Les nouveaux inoculants d’ensilage ciblent en grande partie cette perte en bout de chaîne, a expliqué l’agronome. Les inoculants conçus pour raccourcir la phase d’ensilage aérobie — les premières heures ou les premiers jours où les plantes utilisent le dernier oxygène et où l’ensilage chauffe, mais où les protéines se décomposent également — ne sont pas nouveaux. Ils sont sur le marché depuis la fin des années 70. Plus récemment, cependant, des entreprises ont dévoilé des produits qui limitent la détérioration lorsque le front d’ensilage est exposé ou aident à mieux décomposer les fibres pour améliorer la digestibilité.
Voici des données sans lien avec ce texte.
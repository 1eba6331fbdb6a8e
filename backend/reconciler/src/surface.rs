//! Observable state surface.
//!
//! The tracker publishes a [`StateEvent`] for every mutation. Consumers either
//! drain a raw [`Subscription`] or ask for a [`Mirror`], a read-only view kept
//! up to date by a task running on the consumer's chosen [`Affinity`]. Each
//! mirror applies its events one at a time on that runtime, so its
//! notifications never overlap.
//!
//! Publishing is a non-blocking send into one unbounded queue per subscriber;
//! a slow consumer delays only itself.

use std::collections::HashMap;
use std::sync::{Arc, Mutex, PoisonError};

use tokio::runtime::Handle;
use tokio::sync::{mpsc, watch};

use crate::tracker::ProjectSnapshot;
use crate::types::{Amount, CheckStatus, Pledge, PledgeKey, ProjectId, ProjectStateInfo, TxHash};

/// Execution context that delivers a mirror's updates.
pub type Affinity = Handle;

#[derive(Debug, Clone)]
pub enum StateEvent {
    ProjectChanged(Arc<ProjectSnapshot>),
    ProjectRemoved {
        project_id: ProjectId,
        revision: u64,
    },
    PledgeRevoked {
        project_id: ProjectId,
        key: PledgeKey,
        by: TxHash,
        revision: u64,
    },
}

impl StateEvent {
    pub fn project_id(&self) -> &ProjectId {
        match self {
            Self::ProjectChanged(snapshot) => &snapshot.project.id,
            Self::ProjectRemoved { project_id, .. } | Self::PledgeRevoked { project_id, .. } => {
                project_id
            }
        }
    }

    /// Revisions are drawn from one counter shared by all projects.
    pub fn revision(&self) -> u64 {
        match self {
            Self::ProjectChanged(snapshot) => snapshot.revision,
            Self::ProjectRemoved { revision, .. } | Self::PledgeRevoked { revision, .. } => {
                *revision
            }
        }
    }
}

pub struct Subscription {
    rx: mpsc::UnboundedReceiver<StateEvent>,
}

impl Subscription {
    pub async fn recv(&mut self) -> Option<StateEvent> {
        self.rx.recv().await
    }

    pub fn try_recv(&mut self) -> Option<StateEvent> {
        self.rx.try_recv().ok()
    }
}

#[derive(Clone, Default)]
pub struct StateSurface {
    subscribers: Arc<Mutex<Vec<mpsc::UnboundedSender<StateEvent>>>>,
}

impl StateSurface {
    pub fn new() -> Self {
        Self::default()
    }

    pub(crate) fn publish(&self, event: StateEvent) {
        let mut subscribers = self
            .subscribers
            .lock()
            .unwrap_or_else(PoisonError::into_inner);
        subscribers.retain(|tx| tx.send(event.clone()).is_ok());
    }

    pub fn subscribe(&self) -> Subscription {
        let (tx, rx) = mpsc::unbounded_channel();
        self.subscribers
            .lock()
            .unwrap_or_else(PoisonError::into_inner)
            .push(tx);
        Subscription { rx }
    }

    pub fn subscriber_count(&self) -> usize {
        self.subscribers
            .lock()
            .unwrap_or_else(PoisonError::into_inner)
            .len()
    }
}

/// Read-only, live-updating view.
pub struct Mirror<T> {
    rx: watch::Receiver<T>,
}

impl<T> Mirror<T> {
    pub fn borrow(&self) -> watch::Ref<'_, T> {
        self.rx.borrow()
    }

    pub fn get(&self) -> T
    where
        T: Clone,
    {
        self.rx.borrow().clone()
    }

    /// Wait for the next update. Returns `false` once the view can no
    /// longer change.
    pub async fn changed(&mut self) -> bool {
        self.rx.changed().await.is_ok()
    }
}

/// Seed a view from `snapshots` and keep folding events into it on
/// `affinity`. `subscription` must have been opened before the snapshots were
/// taken; events already reflected in a snapshot are skipped by revision.
fn spawn_mirror<T, F>(
    affinity: &Affinity,
    initial: T,
    snapshots: &[Arc<ProjectSnapshot>],
    mut subscription: Subscription,
    mut apply: F,
) -> Mirror<T>
where
    T: Send + Sync + 'static,
    F: FnMut(&mut T, &StateEvent) -> bool + Send + 'static,
{
    let mut seen: HashMap<ProjectId, u64> = snapshots
        .iter()
        .map(|s| (s.project.id.clone(), s.revision))
        .collect();
    let (tx, rx) = watch::channel(initial);

    affinity.spawn(async move {
        loop {
            tokio::select! {
                _ = tx.closed() => break,
                event = subscription.recv() => {
                    let Some(event) = event else { break };
                    let last = seen.entry(event.project_id().clone()).or_insert(0);
                    if event.revision() <= *last {
                        continue;
                    }
                    *last = event.revision();
                    tx.send_if_modified(|view| apply(view, &event));
                }
            }
        }
    });

    Mirror { rx }
}

pub(crate) fn mirror_project_states(
    affinity: &Affinity,
    subscription: Subscription,
    snapshots: &[Arc<ProjectSnapshot>],
) -> Mirror<HashMap<ProjectId, ProjectStateInfo>> {
    let initial = snapshots
        .iter()
        .map(|s| (s.project.id.clone(), s.info.clone()))
        .collect();
    spawn_mirror(affinity, initial, snapshots, subscription, |view, event| {
        match event {
            StateEvent::ProjectChanged(s) => {
                view.insert(s.project.id.clone(), s.info.clone()).as_ref() != Some(&s.info)
            }
            StateEvent::ProjectRemoved { project_id, .. } => view.remove(project_id).is_some(),
            StateEvent::PledgeRevoked { .. } => false,
        }
    })
}

pub(crate) fn mirror_check_statuses(
    affinity: &Affinity,
    subscription: Subscription,
    snapshots: &[Arc<ProjectSnapshot>],
) -> Mirror<HashMap<ProjectId, CheckStatus>> {
    let initial = snapshots
        .iter()
        .filter_map(|s| s.check.clone().map(|c| (s.project.id.clone(), c)))
        .collect();
    spawn_mirror(affinity, initial, snapshots, subscription, |view, event| {
        match event {
            StateEvent::ProjectChanged(s) => match &s.check {
                Some(check) => {
                    view.insert(s.project.id.clone(), check.clone()).as_ref() != Some(check)
                }
                None => view.remove(&s.project.id).is_some(),
            },
            StateEvent::ProjectRemoved { project_id, .. } => view.remove(project_id).is_some(),
            StateEvent::PledgeRevoked { .. } => false,
        }
    })
}

/// Which pledge set a pledge mirror follows.
#[derive(Debug, Clone, Copy, PartialEq, Eq)]
pub enum PledgeSet {
    Open,
    Claimed,
}

fn pledges_of(snapshot: &ProjectSnapshot, set: PledgeSet) -> &[Arc<Pledge>] {
    match set {
        PledgeSet::Open => &snapshot.open,
        PledgeSet::Claimed => &snapshot.claimed,
    }
}

/// Newest first, like the snapshots they are copied from.
pub(crate) fn mirror_pledges(
    affinity: &Affinity,
    subscription: Subscription,
    snapshots: &[Arc<ProjectSnapshot>],
    project_id: ProjectId,
    set: PledgeSet,
) -> Mirror<Vec<Arc<Pledge>>> {
    let initial = snapshots
        .iter()
        .find(|s| s.project.id == project_id)
        .map(|s| pledges_of(s, set).to_vec())
        .unwrap_or_default();
    spawn_mirror(affinity, initial, snapshots, subscription, move |view, event| {
        match event {
            StateEvent::ProjectChanged(s) if s.project.id == project_id => {
                let next = pledges_of(s, set);
                if view.as_slice() == next {
                    return false;
                }
                *view = next.to_vec();
                true
            }
            StateEvent::ProjectRemoved { project_id: id, .. } if *id == project_id => {
                let changed = !view.is_empty();
                view.clear();
                changed
            }
            _ => false,
        }
    })
}

/// Running total of open plus claimed pledges for one project.
pub(crate) fn mirror_total_pledged(
    affinity: &Affinity,
    subscription: Subscription,
    snapshots: &[Arc<ProjectSnapshot>],
    project_id: ProjectId,
) -> Mirror<Amount> {
    let initial = snapshots
        .iter()
        .find(|s| s.project.id == project_id)
        .map(|s| s.info.value_pledged)
        .unwrap_or(0);
    spawn_mirror(affinity, initial, snapshots, subscription, move |total, event| {
        let next = match event {
            StateEvent::ProjectChanged(s) if s.project.id == project_id => s.info.value_pledged,
            StateEvent::ProjectRemoved { project_id: id, .. } if *id == project_id => 0,
            _ => return false,
        };
        if *total == next {
            return false;
        }
        *total = next;
        true
    })
}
Les producteurs doivent toujours s’assurer de la bonne humidité, de la maturité, de la longueur et du conditionnement appropriés, qu’ils aient ou non besoin d’un inoculant, a-t-il ajouté.

Certains produits haut de gamme peuvent «améliorer un peu la digestibilité», a-t-il déclaré. «Mais il s’agit en grande partie de préserver la qualité. Il ne s’agit pas d’améliorer la qualité d’un ensilage de mauvaise qualité.»

Les producteurs devraient examiner de près où en sont leurs pertes dans le processus d’ensilage et choisir un produit qui cible ces pertes, a-t-il déclaré.